Saved data entries:
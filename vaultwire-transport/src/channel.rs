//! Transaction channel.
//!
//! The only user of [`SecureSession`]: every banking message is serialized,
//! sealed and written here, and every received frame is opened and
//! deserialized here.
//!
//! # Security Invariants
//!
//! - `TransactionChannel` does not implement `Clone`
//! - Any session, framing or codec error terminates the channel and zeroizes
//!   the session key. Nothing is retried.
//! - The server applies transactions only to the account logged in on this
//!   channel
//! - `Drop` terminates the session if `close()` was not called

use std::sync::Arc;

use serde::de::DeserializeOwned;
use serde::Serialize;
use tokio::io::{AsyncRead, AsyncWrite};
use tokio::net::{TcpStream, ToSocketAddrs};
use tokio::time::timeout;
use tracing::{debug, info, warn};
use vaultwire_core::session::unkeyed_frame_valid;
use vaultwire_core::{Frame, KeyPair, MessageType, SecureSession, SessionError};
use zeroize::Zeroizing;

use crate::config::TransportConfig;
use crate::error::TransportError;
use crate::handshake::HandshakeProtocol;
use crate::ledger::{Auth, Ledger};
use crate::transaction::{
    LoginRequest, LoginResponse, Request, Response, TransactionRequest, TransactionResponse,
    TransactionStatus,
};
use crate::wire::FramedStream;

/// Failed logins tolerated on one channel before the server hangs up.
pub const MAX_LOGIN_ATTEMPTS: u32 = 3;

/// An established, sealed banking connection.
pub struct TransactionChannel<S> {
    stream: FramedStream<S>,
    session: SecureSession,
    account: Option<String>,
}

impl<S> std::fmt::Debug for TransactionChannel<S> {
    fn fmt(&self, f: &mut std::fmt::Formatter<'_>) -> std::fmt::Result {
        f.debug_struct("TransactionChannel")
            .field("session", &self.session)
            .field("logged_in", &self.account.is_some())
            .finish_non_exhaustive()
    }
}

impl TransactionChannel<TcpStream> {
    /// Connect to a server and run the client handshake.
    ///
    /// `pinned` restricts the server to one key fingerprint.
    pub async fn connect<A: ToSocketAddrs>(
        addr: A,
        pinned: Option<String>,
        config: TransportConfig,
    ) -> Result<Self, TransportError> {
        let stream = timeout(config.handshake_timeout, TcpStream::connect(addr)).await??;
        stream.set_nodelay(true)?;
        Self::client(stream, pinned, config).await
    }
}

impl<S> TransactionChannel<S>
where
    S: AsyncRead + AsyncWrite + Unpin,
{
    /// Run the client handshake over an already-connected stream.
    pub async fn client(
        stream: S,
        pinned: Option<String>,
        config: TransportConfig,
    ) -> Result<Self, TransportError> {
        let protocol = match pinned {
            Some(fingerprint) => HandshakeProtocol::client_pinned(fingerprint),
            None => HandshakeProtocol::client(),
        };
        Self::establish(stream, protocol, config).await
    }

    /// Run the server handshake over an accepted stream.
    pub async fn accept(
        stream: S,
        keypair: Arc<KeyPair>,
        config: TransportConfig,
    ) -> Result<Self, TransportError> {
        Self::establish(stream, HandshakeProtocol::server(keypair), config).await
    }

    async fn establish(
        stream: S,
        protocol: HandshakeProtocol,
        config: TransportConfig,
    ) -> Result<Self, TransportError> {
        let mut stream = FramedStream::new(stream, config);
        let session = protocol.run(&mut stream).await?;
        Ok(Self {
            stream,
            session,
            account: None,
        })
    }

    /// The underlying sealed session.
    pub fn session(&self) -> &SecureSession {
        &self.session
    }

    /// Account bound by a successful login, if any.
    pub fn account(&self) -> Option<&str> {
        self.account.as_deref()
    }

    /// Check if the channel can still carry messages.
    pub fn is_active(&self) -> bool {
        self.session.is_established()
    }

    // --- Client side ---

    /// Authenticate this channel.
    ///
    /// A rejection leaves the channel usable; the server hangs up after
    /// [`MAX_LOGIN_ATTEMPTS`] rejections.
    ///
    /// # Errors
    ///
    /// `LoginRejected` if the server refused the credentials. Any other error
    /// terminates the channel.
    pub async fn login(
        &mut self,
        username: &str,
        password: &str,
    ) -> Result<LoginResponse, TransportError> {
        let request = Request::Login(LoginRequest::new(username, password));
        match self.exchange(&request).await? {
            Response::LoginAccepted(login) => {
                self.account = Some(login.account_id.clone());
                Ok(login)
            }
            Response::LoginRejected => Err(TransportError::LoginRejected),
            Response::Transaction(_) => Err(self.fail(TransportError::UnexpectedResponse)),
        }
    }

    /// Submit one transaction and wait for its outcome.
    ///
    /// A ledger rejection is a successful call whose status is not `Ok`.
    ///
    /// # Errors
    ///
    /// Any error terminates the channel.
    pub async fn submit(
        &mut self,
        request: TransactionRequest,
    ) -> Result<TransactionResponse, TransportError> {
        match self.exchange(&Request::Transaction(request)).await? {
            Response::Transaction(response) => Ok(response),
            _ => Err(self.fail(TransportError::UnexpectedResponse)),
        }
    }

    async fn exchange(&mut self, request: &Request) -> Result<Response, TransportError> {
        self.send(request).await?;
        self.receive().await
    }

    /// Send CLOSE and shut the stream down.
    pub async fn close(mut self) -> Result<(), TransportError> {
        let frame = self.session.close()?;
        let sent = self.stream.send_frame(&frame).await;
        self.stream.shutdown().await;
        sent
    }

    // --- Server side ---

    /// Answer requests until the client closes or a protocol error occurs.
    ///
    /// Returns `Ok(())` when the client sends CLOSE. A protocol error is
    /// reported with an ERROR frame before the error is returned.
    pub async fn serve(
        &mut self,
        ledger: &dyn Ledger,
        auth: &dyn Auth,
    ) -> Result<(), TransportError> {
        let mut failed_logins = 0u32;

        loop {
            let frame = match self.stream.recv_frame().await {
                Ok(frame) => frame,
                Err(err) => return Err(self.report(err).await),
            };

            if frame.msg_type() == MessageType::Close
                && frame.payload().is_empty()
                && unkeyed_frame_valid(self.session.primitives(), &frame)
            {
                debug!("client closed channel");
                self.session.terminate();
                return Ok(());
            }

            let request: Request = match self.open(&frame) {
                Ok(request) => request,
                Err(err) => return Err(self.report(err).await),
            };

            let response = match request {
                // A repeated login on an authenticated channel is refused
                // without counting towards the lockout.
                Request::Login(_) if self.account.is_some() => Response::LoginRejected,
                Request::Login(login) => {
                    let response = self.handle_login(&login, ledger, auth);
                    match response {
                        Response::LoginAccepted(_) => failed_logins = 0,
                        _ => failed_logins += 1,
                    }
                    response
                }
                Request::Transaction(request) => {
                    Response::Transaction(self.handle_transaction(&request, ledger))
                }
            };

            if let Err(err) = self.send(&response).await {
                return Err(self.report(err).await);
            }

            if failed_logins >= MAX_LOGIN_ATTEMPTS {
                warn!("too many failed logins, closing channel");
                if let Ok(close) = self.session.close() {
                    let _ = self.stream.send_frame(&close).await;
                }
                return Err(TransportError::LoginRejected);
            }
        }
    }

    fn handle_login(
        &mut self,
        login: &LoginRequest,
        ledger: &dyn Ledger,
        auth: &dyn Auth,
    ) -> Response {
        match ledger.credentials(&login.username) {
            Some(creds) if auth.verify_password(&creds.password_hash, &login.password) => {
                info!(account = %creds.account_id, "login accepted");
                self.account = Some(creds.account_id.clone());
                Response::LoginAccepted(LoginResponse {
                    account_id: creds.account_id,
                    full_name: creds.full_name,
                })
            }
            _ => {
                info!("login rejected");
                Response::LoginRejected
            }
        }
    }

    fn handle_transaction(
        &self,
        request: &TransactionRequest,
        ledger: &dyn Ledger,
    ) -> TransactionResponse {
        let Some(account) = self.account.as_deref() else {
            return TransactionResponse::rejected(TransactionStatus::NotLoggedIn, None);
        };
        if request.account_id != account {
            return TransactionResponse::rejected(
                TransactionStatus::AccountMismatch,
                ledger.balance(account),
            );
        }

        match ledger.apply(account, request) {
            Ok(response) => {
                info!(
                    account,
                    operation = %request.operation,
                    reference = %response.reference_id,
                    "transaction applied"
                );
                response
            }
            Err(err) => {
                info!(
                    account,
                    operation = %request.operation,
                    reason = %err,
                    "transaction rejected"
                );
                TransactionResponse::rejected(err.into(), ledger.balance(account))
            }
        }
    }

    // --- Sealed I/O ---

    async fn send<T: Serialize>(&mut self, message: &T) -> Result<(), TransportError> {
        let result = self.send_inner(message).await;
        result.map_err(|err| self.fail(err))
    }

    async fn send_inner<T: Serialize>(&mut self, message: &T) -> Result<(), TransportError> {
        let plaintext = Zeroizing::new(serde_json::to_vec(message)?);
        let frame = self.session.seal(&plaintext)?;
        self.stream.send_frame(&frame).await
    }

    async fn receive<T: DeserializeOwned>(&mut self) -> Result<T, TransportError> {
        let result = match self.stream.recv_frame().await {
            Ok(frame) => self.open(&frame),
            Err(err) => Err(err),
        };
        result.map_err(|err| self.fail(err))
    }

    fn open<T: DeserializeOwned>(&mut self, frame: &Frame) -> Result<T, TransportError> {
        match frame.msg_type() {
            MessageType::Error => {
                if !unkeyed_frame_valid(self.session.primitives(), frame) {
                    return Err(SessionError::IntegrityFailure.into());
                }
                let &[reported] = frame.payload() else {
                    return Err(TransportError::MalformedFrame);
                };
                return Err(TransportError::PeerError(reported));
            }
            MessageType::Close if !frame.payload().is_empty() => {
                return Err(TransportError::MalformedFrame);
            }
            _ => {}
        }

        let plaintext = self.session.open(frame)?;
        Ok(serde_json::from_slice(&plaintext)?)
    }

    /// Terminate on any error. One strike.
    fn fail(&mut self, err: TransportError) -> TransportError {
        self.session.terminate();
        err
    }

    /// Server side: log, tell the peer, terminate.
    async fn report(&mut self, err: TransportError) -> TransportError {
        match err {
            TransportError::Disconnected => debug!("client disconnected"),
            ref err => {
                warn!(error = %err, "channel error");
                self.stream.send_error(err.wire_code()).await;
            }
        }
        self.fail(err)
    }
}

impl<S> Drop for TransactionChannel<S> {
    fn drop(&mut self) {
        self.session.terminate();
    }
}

- AIM OF THE TASK
The answer should contain only the lines from the first line of the entries through the line holding "Nothing is retried.", each exactly as written.

- ANSWER TO THE PROBLEM
filename vaultwire-transport/src/channel.rs
//! Transaction channel.
//!
//! The only user of [`SecureSession`]: every banking message is serialized,
//! sealed and written here, and every received frame is opened and
//! deserialized here.
//!
//! # Security Invariants
//!
//! - `TransactionChannel` does not implement `Clone`
//! - Any session, framing or codec error terminates the channel and zeroizes
//!   the session key. Nothing is retried.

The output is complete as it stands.